◆ **DATASET RECORDS**:
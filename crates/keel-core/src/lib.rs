//! keel-core — shared domain types for the Keel scheduler.
//!
//! Everything that crosses a crate boundary lives here: task identity and
//! lifecycle states (with the static transition table), resource vectors,
//! placement constraints, offers, host attributes, job specifications, the
//! clock abstraction, and the `keel.toml` configuration model.

pub mod clock;
pub mod config;
pub mod types;

pub use clock::{Clock, FakeClock, SharedClock, SystemClock};
pub use config::{
    ConfigError, CronConfig, EventsConfig, GcExecutorConfig, HostConfig, KeelConfig,
    LeadershipConfig, MaintenanceConfig, SchedulerConfig, TasksConfig,
};
pub use types::*;
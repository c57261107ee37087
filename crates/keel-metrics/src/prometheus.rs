//! Prometheus text exposition format.
//!
//! Renders a [`TaskVarsSnapshot`] and per-role quota usage for scraping by
//! a Prometheus server or compatible agent.

use std::collections::BTreeMap;
use std::fmt::Write;

use crate::quota::RoleUsage;
use crate::task_vars::TaskVarsSnapshot;

/// Render task lifecycle counters into Prometheus text format.
pub fn render_prometheus(snapshot: &TaskVarsSnapshot) -> String {
    let mut out = String::new();

    out.push_str("# HELP keel_scheduler_leader Whether this replica is the active scheduler.\n");
    out.push_str("# TYPE keel_scheduler_leader gauge\n");
    let _ = writeln!(out, "keel_scheduler_leader {}", u8::from(snapshot.leader));

    out.push_str("# HELP keel_tasks Tasks in the live table by state.\n");
    out.push_str("# TYPE keel_tasks gauge\n");
    for (state, count) in &snapshot.tasks_by_state {
        let _ = writeln!(out, "keel_tasks{{state=\"{state}\"}} {count}");
    }

    out.push_str("# HELP keel_tasks_lost_total Tasks lost per host.\n");
    out.push_str("# TYPE keel_tasks_lost_total counter\n");
    for (host, count) in &snapshot.lost_by_host {
        let _ = writeln!(out, "keel_tasks_lost_total{{host=\"{}\"}} {count}", escape(host));
    }

    out.push_str("# HELP keel_task_transitions_total Committed task transitions.\n");
    out.push_str("# TYPE keel_task_transitions_total counter\n");
    let _ = writeln!(out, "keel_task_transitions_total {}", snapshot.transitions_total);

    out.push_str("# HELP keel_host_maintenance Hosts in maintenance by mode.\n");
    out.push_str("# TYPE keel_host_maintenance gauge\n");
    for (host, mode) in &snapshot.host_modes {
        let _ = writeln!(out, "keel_host_maintenance{{host=\"{}\",mode=\"{mode}\"}} 1", escape(host));
    }

    out
}

/// Render per-role resources held by active tasks.
pub fn render_quota(usage: &BTreeMap<String, RoleUsage>) -> String {
    let mut out = String::new();

    out.push_str("# HELP keel_quota_tasks Active tasks per role.\n");
    out.push_str("# TYPE keel_quota_tasks gauge\n");
    for (role, u) in usage {
        let _ = writeln!(out, "keel_quota_tasks{{role=\"{}\"}} {}", escape(role), u.tasks);
    }

    out.push_str("# HELP keel_quota_cpus CPUs held by active tasks per role.\n");
    out.push_str("# TYPE keel_quota_cpus gauge\n");
    for (role, u) in usage {
        let _ = writeln!(out, "keel_quota_cpus{{role=\"{}\"}} {}", escape(role), u.resources.cpus);
    }

    out.push_str("# HELP keel_quota_ram_mb RAM held by active tasks per role.\n");
    out.push_str("# TYPE keel_quota_ram_mb gauge\n");
    for (role, u) in usage {
        let _ = writeln!(out, "keel_quota_ram_mb{{role=\"{}\"}} {}", escape(role), u.resources.ram_mb);
    }

    out.push_str("# HELP keel_quota_disk_mb Disk held by active tasks per role.\n");
    out.push_str("# TYPE keel_quota_disk_mb gauge\n");
    for (role, u) in usage {
        let _ = writeln!(out, "keel_quota_disk_mb{{role=\"{}\"}} {}", escape(role), u.resources.disk_mb);
    }

    out
}

/// Label values escape backslash, double quote, and newline.
fn escape(value: &str) -> String {
    value
        .replace('\\', "\\\\")
        .replace('"', "\\\"")
        .replace('\n', "\\n")
}
//! keel-events — lifecycle event bus.
//!
//! Every committed task transition, host maintenance change, and leadership
//! change is published here as a [`LifecycleEvent`]. Subscribers consume
//! events independently: one failing or panicking subscriber never affects
//! delivery to the others, and `publish` itself never fails.

pub mod bus;
pub mod event;
pub mod subscriber;

pub use bus::EventBus;
pub use event::{Cause, CauseOrigin, EventKind, LifecycleEvent};
pub use subscriber::{ChannelSubscriber, FnSubscriber, Subscriber};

◆ **DIRECTIONS**: If a line in the records includes the string "types", copy it.

◆ **PROBLEM SOLUTION**:
//! keel-core — shared domain types for the Keel scheduler.
pub mod types;
pub use types::*;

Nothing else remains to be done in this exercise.